As you can see the above code, I have split into three sections by adding comments: Model, View, and Controller.

 

Let’s take a look at the Model first:

countryList Object Literal that contains some data. In this case, we have one property named selectedItem is set to null initially. This property is basically set the currently selected object when the user clicks a list item. This might be new to you but YES we are storing that information into Model, not in a click event that lives inside View. we have another property named a countries array which contains all the country objects. That’s it for Model Object Literal.

Controller:

we have an another Object literal called countryListApp which is responsible for talking back and forth between Model and View(s). It has an init() method in which we are setting selectedItem (M) property to the first index of an array object. Then, we are initializing two views (In this example I used two Views – one for left that shows all the countries and another view that shows a specific country information).  We have also a few helper methods such as getCountryList(), getSelectedObject(), setSelectedObject(). As you can see all of the help methods are either getters or setters.
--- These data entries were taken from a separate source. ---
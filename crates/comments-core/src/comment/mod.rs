//! Comment wire model
//!
//! Shapes exchanged with the comments service, plus the opt-in invariant checker.

pub mod enums;
pub mod expand;
pub mod mention;
pub mod model;
pub mod params;
pub mod reaction;
pub mod validator;

pub use enums::{CommentFormat, CommentMentionType, CommentReactionType, CommentSortOrder, CommentState};
pub use expand::CommentExpandOptions;
pub use mention::{CommentMention, MentionTarget};
pub use model::{Comment, CommentAttachment, CommentList, CommentVersion};
pub use params::{CommentCreateParameters, CommentUpdateParameters};
pub use reaction::CommentReaction;
pub use validator::{CommentValidator, Violation};
//! comments - artifact comment payload tool
//!
//! Decode, check and inspect comment payloads from the comments service.
//!
//! ## Quick Start
//!
//! ```bash
//! # Show a page of comments as a thread tree
//! comments inspect page.json
//!
//! # Check a page against the model invariants
//! comments check page.json
//!
//! # Build the query for the page after page.json
//! comments query --from-page page.json --expand all
//! ```

mod commands;

fn main() {
    if let Err(err) = commands::run() {
        eprintln!("Error: {:#}", err);
        std::process::exit(1);
    }
}
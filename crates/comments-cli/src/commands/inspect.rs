//! Inspect command
//!
//! Decode a payload and print it as a thread tree or normalized JSON.

use anyhow::{Context, Result};
use clap::{Args, ValueEnum};
use colored::Colorize;
use comments_core::codec;
use comments_core::config::{Config, OutputConfig};
use comments_core::{Comment, CommentAttachment, CommentList, CommentState, CommentVersion};
use std::fmt::Write as _;
use std::path::PathBuf;

/// Which entity the payload holds
#[derive(Debug, Clone, Copy, PartialEq, Eq, ValueEnum)]
pub enum PayloadKind {
    /// A page of comments
    List,
    /// A single comment
    Comment,
    /// A version history (array of versions)
    Versions,
    /// A comment attachment
    Attachment,
}

/// Output format options
#[derive(Debug, Clone, Copy, PartialEq, Eq, ValueEnum)]
pub enum OutputFormat {
    /// Indented thread view
    Tree,
    /// Re-encoded wire JSON
    Json,
}

/// Arguments for the inspect command
#[derive(Debug, Args)]
pub struct InspectArgs {
    /// Payload file (`-` for stdin)
    pub file: PathBuf,

    /// Entity the payload holds
    #[arg(long, short, value_enum, default_value = "list")]
    pub kind: PayloadKind,

    /// Output format (defaults to the configured format)
    #[arg(long, short, value_enum)]
    pub format: Option<OutputFormat>,

    /// Include deleted comments in tree output
    #[arg(long)]
    pub show_deleted: bool,
}

/// Execute the inspect command
pub fn execute(args: InspectArgs, config: &Config) -> Result<()> {
    let payload = super::read_payload(&args.file)?;

    let format = match args.format {
        Some(format) => format,
        None => OutputFormat::from_str(&config.output.format, true)
            .map_err(|e| anyhow::anyhow!("Invalid output.format in configuration: {}", e))?,
    };
    let mut output = config.output.clone();
    output.show_deleted |= args.show_deleted;

    let context = || format!("Failed to decode {}", args.file.display());
    let rendered = match args.kind {
        PayloadKind::List => {
            let list: CommentList = codec::decode(&payload).with_context(context)?;
            match format {
                OutputFormat::Tree => render_list(&list, &output),
                OutputFormat::Json => codec::encode_pretty(&list)?,
            }
        }
        PayloadKind::Comment => {
            let comment: Comment = codec::decode(&payload).with_context(context)?;
            match format {
                OutputFormat::Tree => {
                    let list = CommentList::new(vec![comment], 1);
                    render_list(&list, &output)
                }
                OutputFormat::Json => codec::encode_pretty(&comment)?,
            }
        }
        PayloadKind::Versions => {
            let versions: Vec<CommentVersion> = codec::decode(&payload).with_context(context)?;
            match format {
                OutputFormat::Tree => render_versions(&versions, &output),
                OutputFormat::Json => codec::encode_pretty(&versions)?,
            }
        }
        PayloadKind::Attachment => {
            let attachment: CommentAttachment = codec::decode(&payload).with_context(context)?;
            match format {
                OutputFormat::Tree => format!(
                    "attachment {} by {} on {}\n  {}\n",
                    attachment.id.cyan(),
                    attachment.created_by.label(),
                    attachment.created_date.format("%Y-%m-%d %H:%M"),
                    attachment.reference.url.dimmed()
                ),
                OutputFormat::Json => codec::encode_pretty(&attachment)?,
            }
        }
    };

    println!("{}", rendered.trim_end());
    Ok(())
}

/// Render a page as an indented thread tree
pub fn render_list(list: &CommentList, output: &OutputConfig) -> String {
    let mut out = String::new();
    let _ = writeln!(
        out,
        "{} of {} comments",
        list.count.to_string().yellow(),
        list.total_count
    );

    for (depth, comment) in list.iter_threads() {
        if comment.is_deleted && !output.show_deleted {
            continue;
        }
        let indent = "  ".repeat(depth);
        let _ = writeln!(
            out,
            "{}#{} [{}] v{} {} {}{}",
            indent,
            comment.id.to_string().cyan(),
            state_label(comment.state),
            comment.version,
            comment.created_by.label().bold(),
            comment.modified_date.format("%Y-%m-%d %H:%M"),
            if comment.is_deleted { " (deleted)".red().to_string() } else { String::new() }
        );
        let _ = writeln!(out, "{}  {}", indent, truncate(&comment.text, output.max_text_width));

        if !comment.reactions.is_empty() {
            let reactions: Vec<String> = comment
                .reactions
                .iter()
                .map(|r| {
                    let marker = if r.is_current_user_engaged { "*" } else { "" };
                    format!("{}{}x{}", r.kind, marker, r.count)
                })
                .collect();
            let _ = writeln!(out, "{}  reactions: {}", indent, reactions.join(" "));
        }

        if !comment.mentions.is_empty() {
            let mentions: Vec<String> = comment
                .mentions
                .iter()
                .map(|m| match m.target() {
                    Ok(target) => target.to_string(),
                    Err(_) => format!("{}:{}?", m.kind, m.mentioned_artifact),
                })
                .collect();
            let _ = writeln!(out, "{}  mentions: {}", indent, mentions.join(" "));
        }
    }

    if let Some(token) = &list.continuation_token {
        let _ = writeln!(out, "more comments available (continuation token {})", token.dimmed());
    } else if let Some(next) = &list.next_page {
        let _ = writeln!(out, "more comments available at {}", next.dimmed());
    }

    out
}

/// Render a version history, oldest first as given
pub fn render_versions(versions: &[CommentVersion], output: &OutputConfig) -> String {
    let mut out = String::new();
    for version in versions {
        let _ = writeln!(
            out,
            "#{} v{} [{}] {} {}{}",
            version.id.to_string().cyan(),
            version.version,
            state_label(version.state),
            version.modified_by.label().bold(),
            version.modified_date.format("%Y-%m-%d %H:%M"),
            if version.is_deleted { " (deleted)" } else { "" }
        );
        let _ = writeln!(out, "  {}", truncate(&version.text, output.max_text_width));
    }
    out
}

fn state_label(state: CommentState) -> String {
    match state {
        CommentState::Active => state.name().green().to_string(),
        CommentState::Resolved => state.name().blue().to_string(),
        CommentState::Closed => state.name().dimmed().to_string(),
    }
}

fn truncate(text: &str, width: usize) -> String {
    let line = text.lines().next().unwrap_or("");
    if line.chars().count() <= width && !text.contains('\n') {
        return line.to_string();
    }
    let cut: String = line.chars().take(width.saturating_sub(3)).collect();
    format!("{}...", cut)
}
So that we do not have to set or get any information directly from Model to the View.

View:

countryListView Object Literal has init() method and it has two another methods cacheDOM() and render(). As you know, it’s more efficient to cache the DOM elements into variables then reuse them whenever we need ti. One the other hand, the reason for the render() method that we can call it to update the view whenever we change the data (Model). This View is responsible for looping through the country array and creating the left country list view and bind the click event inside the loop and it has callback function doClickListItem() which is responsible for returning the currently clicked item’s object.

 

countryDetailsView Object literal has also init() function which is responsible for creating a county details view on the right. As you can it’s pretty straight forward, it has cacheDOM() and render() methods very similar to the above view.

 

Finally, countryListApp.init() method will initialize the application to get everything going. That’s it!

 

As you can see a lot of ECMAScript 6 syntax like let, const. If you want to know about those check out my other blog here.

 

You can find the full code on Github.

 

In conclusion, writing well-organized code is easy to add more features later on and easy to maintain as well. If you’re interested Functional programming you can check it out here.

 

There you have it! I hope you enjoy!  Feel free to check out and enroll in our online Javascript and JQuery course. Contact us for one FREE virtual online class from anywhere.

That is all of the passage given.